Helena Township is a township in Scott County, Minnesota, United States. The population was 1,795 at the 2020 census.

==History==
Helena Township was organized in 1858, and named for the famed Helen of Troy.

===Connection with Helena, Montana===
On October 30, 1864, a group of at least seven self-appointed men met to, among other things, name the town now called Helena, Montana. Eventually, a Scotsman, John Summerville, proposed Helena, which he pronounced /həˈliːnə/ hə-LEE-nə, in honor of Helena Township. But this immediately caused an uproar from the former Confederates in the room, who insisted upon the pronunciation /ˈhɛlᵻnə/ HEL-i-nə, after Helena, Arkansas. While the name "Helena" won, the pronunciation varied until approximately 1882 when the /ˈhɛlᵻnə/ HEL-i-nə pronunciation became dominant.

==Geography==
According to the United States Census Bureau, the township has a total area of 34.7 sqmi, of which 33.5 sqmi is land and 1.2 sqmi (3.54%) is water.

==Demographics==
As of the census of 2000, there were 1,440 people, 450 households, and 391 families residing in the township. The population density was 43.0 PD/sqmi. There were 463 housing units at an average density of 13.8 /sqmi. The racial makeup of the township was 98.33% White, 0.35% Native American, 0.35% Asian, 0.49% from other races, and 0.49% from two or more races. Hispanic or Latino of any race were 1.39% of the population.

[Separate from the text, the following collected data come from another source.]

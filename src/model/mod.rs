//! The vision-language model boundary.
//!
//! The loop treats the model as a stateless function from `(image, prompt)` to
//! raw text. [`ModelHandle`] is the process-wide owner of a loaded model: create
//! it once at startup, lend it by reference to every run, and drop it at
//! shutdown. It serialises callers because one inference backend handles one
//! request at a time.

pub mod client;

pub use client::{ModelConfig, VisionModelClient};

use crate::error::{AgentError, Result};
use image::DynamicImage;
use std::sync::Mutex;

/// Single-shot inference: a normalized screenshot and a prompt in, raw text out
pub trait ActionModel {
    fn predict(&self, image: &DynamicImage, prompt: &str) -> Result<String>;
}

/// Init-once owner of a model, shared by reference
pub struct ModelHandle {
    inner: Mutex<Box<dyn ActionModel + Send>>,
}

impl ModelHandle {
    pub fn new(model: impl ActionModel + Send + 'static) -> Self {
        Self { inner: Mutex::new(Box::new(model)) }
    }
}

impl ActionModel for ModelHandle {
    fn predict(&self, image: &DynamicImage, prompt: &str) -> Result<String> {
        let model = self
            .inner
            .lock()
            .map_err(|_| AgentError::ModelRequestFailed("model lock poisoned by an earlier panic".to_string()))?;
        model.predict(image, prompt)
    }
}
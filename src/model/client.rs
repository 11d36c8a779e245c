use crate::error::{AgentError, Result};
use crate::model::ActionModel;
use crate::vision;
use base64::Engine;
use image::DynamicImage;
use serde::{Deserialize, Serialize};
use std::env;
use std::time::Duration;

const DEFAULT_BASE_URL: &str = "http://localhost:8000/v1";
const DEFAULT_MODEL: &str = "shivamg05/groundhog-v1";
const DEFAULT_MAX_TOKENS: u32 = 512;
const DEFAULT_TIMEOUT_SECS: u64 = 120;

/// Where and how to reach the inference server
#[derive(Debug, Clone, PartialEq)]
pub struct ModelConfig {
    /// OpenAI-compatible base URL, e.g. a vLLM server
    pub base_url: String,

    /// Served model name
    pub model: String,

    /// Bearer token, if the server wants one
    pub api_key: Option<String>,

    pub max_tokens: u32,

    pub timeout: Duration,
}

impl Default for ModelConfig {
    fn default() -> Self {
        Self {
            base_url: DEFAULT_BASE_URL.to_string(),
            model: DEFAULT_MODEL.to_string(),
            api_key: None,
            max_tokens: DEFAULT_MAX_TOKENS,
            timeout: Duration::from_secs(DEFAULT_TIMEOUT_SECS),
        }
    }
}

impl ModelConfig {
    /// Read `GROUNDHOG_*` variables, falling back to defaults
    pub fn from_env() -> Result<Self> {
        Self::from_lookup(|key| env::var(key).ok())
    }

    fn from_lookup(lookup: impl Fn(&str) -> Option<String>) -> Result<Self> {
        let defaults = Self::default();

        let max_tokens = match lookup("GROUNDHOG_MAX_TOKENS") {
            Some(raw) => raw
                .parse()
                .map_err(|_| AgentError::InvalidConfig(format!("GROUNDHOG_MAX_TOKENS is not a number: {}", raw)))?,
            None => defaults.max_tokens,
        };

        let timeout = match lookup("GROUNDHOG_TIMEOUT_SECS") {
            Some(raw) => Duration::from_secs(
                raw.parse()
                    .map_err(|_| AgentError::InvalidConfig(format!("GROUNDHOG_TIMEOUT_SECS is not a number: {}", raw)))?,
            ),
            None => defaults.timeout,
        };

        Ok(Self {
            base_url: lookup("GROUNDHOG_MODEL_URL").unwrap_or(defaults.base_url),
            model: lookup("GROUNDHOG_MODEL").unwrap_or(defaults.model),
            api_key: lookup("GROUNDHOG_API_KEY").filter(|k| !k.is_empty()),
            max_tokens,
            timeout,
        })
    }

    pub fn base_url(mut self, base_url: impl Into<String>) -> Self {
        self.base_url = base_url.into();
        self
    }

    pub fn model(mut self, model: impl Into<String>) -> Self {
        self.model = model.into();
        self
    }

    fn completions_url(&self) -> String {
        format!("{}/chat/completions", self.base_url.trim_end_matches('/'))
    }
}

#[derive(Serialize)]
struct ChatRequest<'a> {
    model: &'a str,
    messages: Vec<ChatMessage>,
    max_tokens: u32,
    temperature: f32,
}

#[derive(Serialize)]
struct ChatMessage {
    role: &'static str,
    content: Vec<ContentPart>,
}

#[derive(Serialize)]
#[serde(tag = "type", rename_all = "snake_case")]
enum ContentPart {
    ImageUrl { image_url: ImageUrl },
    Text { text: String },
}

#[derive(Serialize)]
struct ImageUrl {
    url: String,
}

#[derive(Deserialize, Debug)]
struct ChatResponse {
    choices: Vec<Choice>,
}

#[derive(Deserialize, Debug)]
struct Choice {
    message: ChoiceMessage,
}

#[derive(Deserialize, Debug)]
struct ChoiceMessage {
    #[serde(default)]
    content: Option<String>,
}

/// Chat-completions client for a served vision-language model
pub struct VisionModelClient {
    http: reqwest::blocking::Client,
    config: ModelConfig,
}

impl VisionModelClient {
    pub fn new(config: ModelConfig) -> Result<Self> {
        let http = reqwest::blocking::Client::builder()
            .timeout(config.timeout)
            .build()
            .map_err(|e| AgentError::InvalidConfig(format!("Failed to build HTTP client: {}", e)))?;

        log::info!("Model client ready: {} at {}", config.model, config.base_url);
        Ok(Self { http, config })
    }

    pub fn config(&self) -> &ModelConfig {
        &self.config
    }

    fn build_request(&self, image_png: &[u8], prompt: &str) -> ChatRequest<'_> {
        let encoded = base64::engine::general_purpose::STANDARD.encode(image_png);
        ChatRequest {
            model: &self.config.model,
            messages: vec![ChatMessage {
                role: "user",
                content: vec![
                    ContentPart::ImageUrl {
                        image_url: ImageUrl { url: format!("data:image/png;base64,{}", encoded) },
                    },
                    ContentPart::Text { text: prompt.to_string() },
                ],
            }],
            max_tokens: self.config.max_tokens,
            // greedy decoding, as in fine-tuning evaluation
            temperature: 0.0,
        }
    }
}

impl ActionModel for VisionModelClient {
    fn predict(&self, image: &DynamicImage, prompt: &str) -> Result<String> {
        let png = vision::encode_png(image)?;
        let request = self.build_request(&png, prompt);

        let mut builder = self.http.post(self.config.completions_url()).json(&request);
        if let Some(key) = &self.config.api_key {
            builder = builder.bearer_auth(key);
        }

        let response = builder
            .send()
            .map_err(|e| AgentError::ModelRequestFailed(e.to_string()))?;

        let status = response.status();
        if !status.is_success() {
            let body = response.text().unwrap_or_default();
            return Err(AgentError::ModelRequestFailed(format!("{}: {}", status, body)));
        }

        let parsed: ChatResponse = response
            .json()
            .map_err(|e| AgentError::ModelResponseInvalid(e.to_string()))?;

        parsed
            .choices
            .into_iter()
            .next()
            .and_then(|choice| choice.message.content)
            .ok_or_else(|| AgentError::ModelResponseInvalid("response has no message content".to_string()))
    }
}
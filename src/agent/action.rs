use crate::dom::SENTINEL_ID;
use crate::tools::{ActionKind, ElementAction};
use serde_json::Value;

/// Id strings models emit when they mean "nothing"
const NULLISH_IDS: [&str; 4] = ["none", "null", "nan", "undefined"];

/// The model's answer for one step, as parsed from its JSON payload
#[derive(Debug, Clone, PartialEq, Eq)]
pub struct ActionPrediction {
    /// Lower-cased action name; may be outside click/type/select/scroll/finish
    pub action: String,

    /// Numeric id or the sentinel `"0"`
    pub element_id: String,

    pub value: Option<String>,

    pub is_finished: bool,
}

impl ActionPrediction {
    /// Read a prediction from a non-empty JSON object; anything else is unusable
    pub fn from_json(payload: &Value) -> Option<Self> {
        let object = payload.as_object().filter(|object| !object.is_empty())?;

        let action = match object.get("action") {
            Some(Value::String(action)) => action.trim().to_lowercase(),
            _ => String::new(),
        };

        Some(Self {
            action,
            element_id: normalize_element_id(object.get("element_id")),
            value: object.get("value").and_then(scalar_to_string),
            is_finished: object.get("is_finished").is_some_and(truthy),
        })
    }

    /// Resolve into the variant the loop dispatches on.
    ///
    /// Completion wins over everything; the sentinel id or an explicit scroll
    /// wins over element interactions.
    pub fn into_action(self) -> AgentAction {
        if self.is_finished {
            return AgentAction::Finish { result: self.value };
        }

        if self.element_id == SENTINEL_ID.to_string() || self.action == "scroll" {
            return AgentAction::Scroll;
        }

        AgentAction::Interact(ElementAction {
            kind: ActionKind::parse(&self.action),
            element_id: self.element_id,
            value: self.value,
        })
    }
}

/// What the loop does with a prediction
#[derive(Debug, Clone, PartialEq, Eq)]
pub enum AgentAction {
    /// The model declared the task complete
    Finish { result: Option<String> },
    /// The target is not listed; reveal more of the page
    Scroll,
    /// Interact with a listed element, subject to validation
    Interact(ElementAction),
}

fn normalize_element_id(raw: Option<&Value>) -> String {
    let id = match raw {
        None | Some(Value::Null) => return SENTINEL_ID.to_string(),
        Some(Value::String(id)) => id.trim().to_string(),
        Some(other) => other.to_string(),
    };

    if NULLISH_IDS.contains(&id.to_lowercase().as_str()) {
        SENTINEL_ID.to_string()
    } else {
        id
    }
}

fn scalar_to_string(value: &Value) -> Option<String> {
    match value {
        Value::Null => None,
        Value::String(s) => Some(s.clone()),
        Value::Number(n) => Some(n.to_string()),
        Value::Bool(b) => Some(b.to_string()),
        Value::Array(_) | Value::Object(_) => Some(value.to_string()),
    }
}

fn truthy(value: &Value) -> bool {
    match value {
        Value::Bool(b) => *b,
        Value::String(s) => s.trim().eq_ignore_ascii_case("true"),
        _ => false,
    }
}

There were 450 households, out of which 48.7% had children under the age of 18 living with them, 80.4% were married couples living together, 3.8% had a female householder with no husband present, and 12.9% were non-families. 10.4% of all households were made up of individuals, and 4.0% had someone living alone who was 65 years of age or older. The average household size was 3.16 and the average family size was 3.41.

In the township the population was spread out, with 34.7% under the age of 18, 5.4% from 18 to 24, 29.2% from 25 to 44, 21.7% from 45 to 64, and 9.0% who were 65 years of age or older. The median age was 36 years. For every 100 females, there were 101.4 males. For every 100 females age 18 and over, there were 106.4 males.

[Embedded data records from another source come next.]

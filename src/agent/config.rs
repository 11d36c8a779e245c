use crate::dom::DEFAULT_MAX_ELEMENTS;
use std::path::PathBuf;
use std::time::Duration;

/// Step budget used when the caller does not pick one
pub const DEFAULT_MAX_STEPS: u32 = 15;

/// Options for one agent run
#[derive(Debug, Clone, PartialEq)]
pub struct AgentConfig {
    /// Inference calls allowed before the run fails
    pub max_steps: u32,

    /// Listing length cap, sentinel included
    pub max_elements: usize,

    /// Base directory for debug traces; `None` disables them
    pub trace_dir: Option<PathBuf>,

    /// Wait after a scroll before the next capture
    pub scroll_settle: Duration,

    /// Wait after an executed action, successful or not
    pub action_settle: Duration,
}

impl Default for AgentConfig {
    fn default() -> Self {
        Self {
            max_steps: DEFAULT_MAX_STEPS,
            max_elements: DEFAULT_MAX_ELEMENTS,
            trace_dir: None,
            scroll_settle: Duration::from_secs(2),
            action_settle: Duration::from_secs(2),
        }
    }
}

impl AgentConfig {
    pub fn new() -> Self {
        Self::default()
    }

    pub fn max_steps(mut self, max_steps: u32) -> Self {
        self.max_steps = max_steps;
        self
    }

    pub fn max_elements(mut self, max_elements: usize) -> Self {
        self.max_elements = max_elements;
        self
    }

    pub fn trace_dir(mut self, dir: impl Into<PathBuf>) -> Self {
        self.trace_dir = Some(dir.into());
        self
    }

    /// Skip the loop's settle waits
    pub fn without_settling(mut self) -> Self {
        self.scroll_settle = Duration::ZERO;
        self.action_settle = Duration::ZERO;
        self
    }
}
use std::fmt;
use std::sync::Arc;
use std::sync::atomic::{AtomicBool, Ordering};

#[derive(Debug, Clone, Copy, PartialEq, Eq)]
pub enum SessionStatus {
    Running,
    Succeeded,
    Failed,
}

/// Why a run ended without success
#[derive(Debug, Clone, Copy, PartialEq, Eq)]
pub enum FailureReason {
    /// Every step was used without the model declaring completion
    BudgetExhausted,
    /// The stop signal was raised between steps
    Cancelled,
}

impl fmt::Display for FailureReason {
    fn fmt(&self, f: &mut fmt::Formatter<'_>) -> fmt::Result {
        match self {
            FailureReason::BudgetExhausted => write!(f, "step budget exhausted"),
            FailureReason::Cancelled => write!(f, "cancelled"),
        }
    }
}

/// How a run that did not error ended
#[derive(Debug, Clone, PartialEq, Eq)]
pub enum TaskOutcome {
    Succeeded { result: Option<String>, steps: u32 },
    Failed { reason: FailureReason, steps: u32 },
}

impl TaskOutcome {
    pub fn is_success(&self) -> bool {
        matches!(self, TaskOutcome::Succeeded { .. })
    }

    /// Steps consumed before the run ended
    pub fn steps(&self) -> u32 {
        match self {
            TaskOutcome::Succeeded { steps, .. } | TaskOutcome::Failed { steps, .. } => *steps,
        }
    }
}

/// Progress of one task, owned by the control loop
#[derive(Debug, Clone, PartialEq, Eq)]
pub struct AgentSession {
    pub goal: String,

    /// 1-based step about to run, or the last step run once terminal
    pub current_step: u32,

    pub max_steps: u32,

    pub status: SessionStatus,
}

impl AgentSession {
    pub fn new(goal: impl Into<String>, max_steps: u32) -> Self {
        Self {
            goal: goal.into(),
            current_step: 1,
            max_steps,
            status: SessionStatus::Running,
        }
    }

    pub fn is_running(&self) -> bool {
        self.status == SessionStatus::Running
    }

    /// Whether the step just run was the last one the budget allows
    pub fn budget_spent(&self) -> bool {
        self.current_step >= self.max_steps
    }

    pub(crate) fn advance(&mut self) {
        self.current_step += 1;
    }

    pub(crate) fn succeed(&mut self) {
        self.status = SessionStatus::Succeeded;
    }

    pub(crate) fn fail(&mut self) {
        self.status = SessionStatus::Failed;
    }
}

/// Shared flag asking a run to stop at the next step boundary
#[derive(Debug, Clone, Default)]
pub struct StopSignal {
    flag: Arc<AtomicBool>,
}

impl StopSignal {
    pub fn new() -> Self {
        Self::default()
    }

    pub fn stop(&self) {
        self.flag.store(true, Ordering::SeqCst);
    }

    pub fn is_stopped(&self) -> bool {
        self.flag.load(Ordering::SeqCst)
    }
}
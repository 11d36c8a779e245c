use crate::tools::{ActionFailure, ActionOutcome, Tool, ToolContext, ToolInput};
use headless_chrome::Element;

const CLEAR_JS: &str = "function() { if ('value' in this) { this.value = ''; } return true; }";

/// Key sent after the text to submit the entry
const END_OF_ENTRY_KEY: &str = "Enter";

/// Types text into a field and submits it with Enter
#[derive(Default)]
pub struct TypeTool;

impl Tool for TypeTool {
    fn name(&self) -> &str {
        "type"
    }

    fn execute_on(&self, element: &Element<'_>, input: ToolInput<'_>, context: &ToolContext<'_>) -> ActionOutcome {
        let text = input
            .value
            .ok_or(ActionFailure::MissingValue(crate::tools::ActionKind::Type))?;

        // clearing is best effort
        if let Err(e) = element.call_js_fn(CLEAR_JS, vec![], false) {
            log::debug!("Could not clear element {}: {}", input.element_id, e);
        }

        element
            .type_into(text)
            .map_err(|e| ActionFailure::NotInteractable(e.to_string()))?;

        context
            .tab
            .press_key(END_OF_ENTRY_KEY)
            .map_err(|e| ActionFailure::Driver(e.to_string()))?;

        Ok(())
    }
}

The median income for a household in the township was $64,250, and the median income for a family was $66,591. Males had a median income of $43,235 versus $30,000 for females. The per capita income for the township was $23,059. About 2.9% of families and 3.8% of the population were below the poverty line, including 1.5% of those under age 18 and 9.1% of those age 65 or over.